В любом случае, остается открытым вопрос, ожидает ли праворадикальный электорат хоть сколько-нибудь согласованной политики от своих представителей за счет компромисса и построения альянса. При этом неудивительно, что до сегодняшнего дня правым радикалам не удавалось сформировать «суперфракцию». И даже если она образуется в будущем, можно ожидать, что радикальные правые не смогут достичь совпадения по решающим вопросам.

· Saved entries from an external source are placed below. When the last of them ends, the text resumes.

impl GameServer {
    /// Binds server sockets with random dice.
    pub async fn bind(cfg: ArenaConfig) -> anyhow::Result<Self> {
        Self::bind_with_dice(cfg, Box::new(RandomDice::from_entropy())).await
    }

    /// Binds TCP, then UDP on the same port. `cfg.server_addr` is updated to
    /// the bound address, which matters when the requested port was 0.
    pub async fn bind_with_dice(mut cfg: ArenaConfig, dice: Box<dyn Dice>) -> anyhow::Result<Self> {
        let addr: SocketAddr = cfg.server_addr.parse().context("parse server_addr")?;
        let tcp = ReliableListener::bind(addr).await?;
        let local = tcp.local_addr()?;
        let udp = Arc::new(UdpSocket::bind(local).await.context("udp bind")?);
        cfg.server_addr = local.to_string();

        let (link_tx, link_rx) = mpsc::channel(LINK_QUEUE);
        Ok(Self {
            sim: Simulation::new(cfg.rules.clone(), dice),
            cfg,
            clients: HashMap::new(),
            tcp: Arc::new(tcp),
            sink: Box::new(UdpBroadcast::new(Arc::clone(&udp))),
            udp,
            link_tx,
            link_rx,
            console_rx: None,
            started: Instant::now(),
            shutdown: false,
        })
    }

    /// Replaces the snapshot sink.
    pub fn with_sink(mut self, sink: Box<dyn SnapshotSink>) -> Self {
        self.sink = sink;
        self
    }

    /// Sets the console input receiver.
    pub fn set_console_input(&mut self, rx: mpsc::Receiver<String>) {
        self.console_rx = Some(rx);
    }

    pub fn local_addr(&self) -> anyhow::Result<SocketAddr> {
        self.tcp.local_addr()
    }

    pub fn simulation(&self) -> &Simulation {
        &self.sim
    }

    pub fn simulation_mut(&mut self) -> &mut Simulation {
        &mut self.sim
    }

    pub fn client_count(&self) -> usize {
        self.clients.len()
    }

    pub fn is_shutdown(&self) -> bool {
        self.shutdown
    }

    /// Accepts exactly one client and creates its entity.
    pub async fn accept_one(&mut self) -> anyhow::Result<EntityId> {
        let (conn, peer) = self.tcp.accept().await?;
        let hs = handshake(conn, peer)
            .await
            .with_context(|| format!("handshake with {peer}"))?;
        Ok(self.attach(hs))
    }

    /// Runs until `quit`, accepting clients in the background.
    pub async fn run(&mut self) -> anyhow::Result<()> {
        let acceptor = self.spawn_acceptor();
        let mut ticker = time::interval(self.cfg.tick_interval());
        ticker.set_missed_tick_behavior(MissedTickBehavior::Delay);
        let mut buf = vec![0u8; MAX_DATAGRAM_LEN];

        while !self.shutdown {
            let deadline = self.sim.next_deadline().map(|d| self.started + d);
            tokio::select! {
                Some(event) = self.link_rx.recv() => self.on_link(event),
                res = self.udp.recv_from(&mut buf) => match res {
                    Ok((n, from)) => self.on_datagram(from, &buf[..n]),
                    Err(e) => warn!(error = %e, "UDP receive failed"),
                },
                _ = ticker.tick() => self.tick_once().await,
                _ = sleep_until(deadline) => {
                    self.sim.set_clock(self.started.elapsed());
                    self.flush_events();
                }
                line = next_console_line(&mut self.console_rx) => match line {
                    Some(line) => {
                        for out in self.exec_console(&line) {
                            println!("{out}");
                        }
                    }
                    None => self.console_rx = None,
                },
            }
        }

        acceptor.abort();
        info!("Server stopped");
        Ok(())
    }

    /// Runs the server for a number of ticks.
    pub async fn run_for_ticks(&mut self, ticks: u32) -> anyhow::Result<()> {
        let dt = self.cfg.tick_interval();
        let mut next = Instant::now();

        for _ in 0..ticks {
            next += dt;
            self.step().await?;
            time::sleep_until(next).await;
        }
        Ok(())
    }

    /// One non-blocking pass: console, link events, queued intents, then a tick.
    pub async fn step(&mut self) -> anyhow::Result<()> {
        self.process_console_commands();
        while let Ok(event) = self.link_rx.try_recv() {
            self.on_link(event);
        }
        self.recv_intents()?;
        self.tick_once().await;
        Ok(())
    }

    fn process_console_commands(&mut self) {
        let lines: Vec<String> = match self.console_rx.as_mut() {
            Some(rx) => std::iter::from_fn(|| rx.try_recv().ok()).collect(),
            None => Vec::new(),
        };
        for line in lines {
            for out in self.exec_console(&line) {
                info!("{out}");
            }
        }
    }

    /// Executes a console command and returns its output lines.
    pub fn exec_console(&mut self, line: &str) -> Vec<String> {
        let tokens: Vec<&str> = line.split_whitespace().collect();
        let Some(&command) = tokens.first() else {
            return Vec::new();
        };

        let out = match command {
            "status" => self.status_lines(),
            "kick" => match tokens.get(1).and_then(|t| t.parse::<EntityId>().ok()) {
                Some(id) if self.clients.contains_key(&id) => {
                    self.kick(id);
                    vec![format!("Kicked {id}")]
                }
                Some(id) => vec![format!("No client {id}")],
                None => vec!["Usage: kick <id>".to_string()],
            },
            "respawn" => match tokens.get(1).and_then(|t| t.parse::<EntityId>().ok()) {
                Some(id) if self.sim.respawn(id) => vec![format!("Respawned {id}")],
                Some(id) => vec![format!("{id} is not dead")],
                None => vec!["Usage: respawn <id>".to_string()],
            },
            "quit" | "exit" => {
                info!("Server shutting down");
                self.shutdown = true;
                vec!["Shutting down".to_string()]
            }
            other => vec![format!("Unknown command: {other}")],
        };
        self.flush_events();
        out
    }

    fn status_lines(&self) -> Vec<String> {
        let mut out = vec![
            format!("Tick: {}", self.sim.tick_count()),
            format!("Uptime: {:.1}s", self.sim.now().as_secs_f32()),
            format!("Clients: {}", self.clients.len()),
        ];
        for id in self.sim.world().ids() {
            let Some(e) = self.sim.world().get(id) else {
                continue;
            };
            let udp = self
                .clients
                .get(&id)
                .map(|c| format!("{} seq={}", c.udp_peer, c.last_seq))
                .unwrap_or_default();
            out.push(format!(
                "  {id} {:?} {} hp={}/{} score={} {udp}",
                e.name,
                e.state().as_str(),
                e.hp,
                e.max_hp,
                e.score()
            ));
        }
        out
    }

    fn spawn_acceptor(&self) -> JoinHandle<()> {
        let tcp = Arc::clone(&self.tcp);
        let link_tx = self.link_tx.clone();
        tokio::spawn(async move {
            loop {
                let (conn, peer) = match tcp.accept().await {
                    Ok(accepted) => accepted,
                    Err(e) => {
                        warn!(error = %e, "Accept failed");
                        time::sleep(Duration::from_millis(50)).await;
                        continue;
                    }
                };
                let link_tx = link_tx.clone();
                tokio::spawn(async move {
                    match time::timeout(HANDSHAKE_TIMEOUT, handshake(conn, peer)).await {
                        Ok(Ok(hs)) => {
                            let _ = link_tx.send(LinkEvent::Connected(hs)).await;
                        }
                        Ok(Err(e)) => warn!(%peer, error = %e, "Handshake failed"),
                        Err(_) => warn!(%peer, "Handshake timed out"),
                    }
                });
            }
        })
    }

    fn on_link(&mut self, event: LinkEvent) {
        match event {
            LinkEvent::Connected(hs) => {
                self.attach(hs);
            }
            LinkEvent::Disconnected { id, reason } => self.disconnect(id, &reason),
        }
        self.flush_events();
    }

    /// Creates the entity for a handshaken connection and starts its IO tasks.
    fn attach(&mut self, hs: Handshake) -> EntityId {
        let Handshake {
            id,
            name,
            udp_peer,
            conn,
        } = hs;
        let (mut reader, mut writer) = conn.split();

        let (outbox, mut outbox_rx) = mpsc::channel::<NetMsg>(OUTBOX_DEPTH);
        tokio::spawn(async move {
            while let Some(msg) = outbox_rx.recv().await {
                if let Err(e) = writer.send(&msg).await {
                    debug!(entity = %id, error = %e, "Reliable send failed");
                    break;
                }
            }
        });

        let link_tx = self.link_tx.clone();
        tokio::spawn(async move {
            let reason = loop {
                match reader.recv().await {
                    Ok(NetMsg::Disconnect { reason }) => break reason,
                    Ok(other) => debug!(entity = %id, ?other, "Ignoring reliable message"),
                    Err(e) => break format!("connection lost: {e}"),
                }
            };
            let _ = link_tx.send(LinkEvent::Disconnected { id, reason }).await;
        });

        self.sim.create_entity(id, name.as_deref());
        self.sink.attach(id, udp_peer);
        self.clients.insert(
            id,
            ClientLink {
                peer_ip: udp_peer.ip(),
                udp_peer,
                outbox,
                last_seq: 0,
            },
        );
        info!(entity = %id, name = ?name, %udp_peer, "Client connected");
        id
    }

    fn disconnect(&mut self, id: EntityId, reason: &str) {
        if self.clients.remove(&id).is_none() {
            return;
        }
        self.sim.remove_entity(id);
        self.sink.detach(id);
        info!(entity = %id, reason, "Client disconnected");

        for (other, link) in &self.clients {
            if link.outbox.try_send(NetMsg::EntityRemoved { id }).is_err() {
                warn!(entity = %other, removed = %id, "Removal notice dropped");
            }
        }
    }

    fn kick(&mut self, id: EntityId) {
        if let Some(link) = self.clients.get(&id) {
            let _ = link.outbox.try_send(NetMsg::Disconnect {
                reason: "kicked".to_string(),
            });
        }
        self.disconnect(id, "kicked");
        self.flush_events();
    }

    fn recv_intents(&mut self) -> anyhow::Result<()> {
        let mut buf = vec![0u8; MAX_DATAGRAM_LEN];
        loop {
            match self.udp.try_recv_from(&mut buf) {
                Ok((n, from)) => self.on_datagram(from, &buf[..n]),
                Err(e) if e.kind() == std::io::ErrorKind::WouldBlock => break,
                Err(e) => return Err(e).context("udp recv"),
            }
        }
        Ok(())
    }

    fn on_datagram(&mut self, from: SocketAddr, payload: &[u8]) {
        match decode_from_bytes(payload) {
            Ok(NetMsg::Intent(cmd)) => self.on_intent(from, cmd),
            Ok(other) => debug!(%from, ?other, "Unexpected datagram"),
            Err(e) => debug!(%from, error = %e, "Dropping malformed datagram"),
        }
    }

    fn on_intent(&mut self, from: SocketAddr, cmd: IntentCommand) {
        let id = cmd.entity_id;
        let Some(link) = self.clients.get_mut(&id) else {
            debug!(entity = %id, %from, "Intent for unknown entity");
            return;
        };
        if from.ip() != link.peer_ip {
            debug!(entity = %id, %from, "Intent from foreign address");
            return;
        }
        if link.udp_peer != from {
            link.udp_peer = from;
            self.sink.attach(id, from);
        }
        link.last_seq = cmd.seq;
        debug!(entity = %id, seq = cmd.seq, intent = ?cmd.intent, "Intent");
        self.sim.apply_intent(id, cmd.intent);
        self.flush_events();
    }

    async fn tick_once(&mut self) {
        self.sim.set_clock(self.started.elapsed());
        let snapshot = self.sim.tick();
        self.flush_events();
        if let Err(e) = self.sink.publish(&snapshot).await {
            warn!(tick = snapshot.tick, error = %e, "Snapshot publish failed");
        }
    }

    fn flush_events(&mut self) {
        for event in self.sim.drain_events() {
            event.trace();
        }
    }
}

Более того, эта статья разъясняет, что нативизм может иметь как экономический, так и политический курс. В сегодняшнем взаимозависимом и сложном мире, с которым сталкиваются политики, экономический и политический нативизм могут, во-первых, не всегда быть столь очевидными, а во-вторых, могут не соответствовать друг другу. Там, где не существует исторически выросшего отвращения к авторитарной власти, экономический нативизм может побудить правых парламентариев к взаимодействовию с иностранными державами – даже ценой потери политического суверенитета. Следовательно, в зависимости от щедрости авторитарных сторонников, финансирования и нативистского расчета затрат и выгод для радикальных правых, эти группы перестанут быть «троянским пони» и вместо этого могут стать «троянским конем» в Европейском парламенте.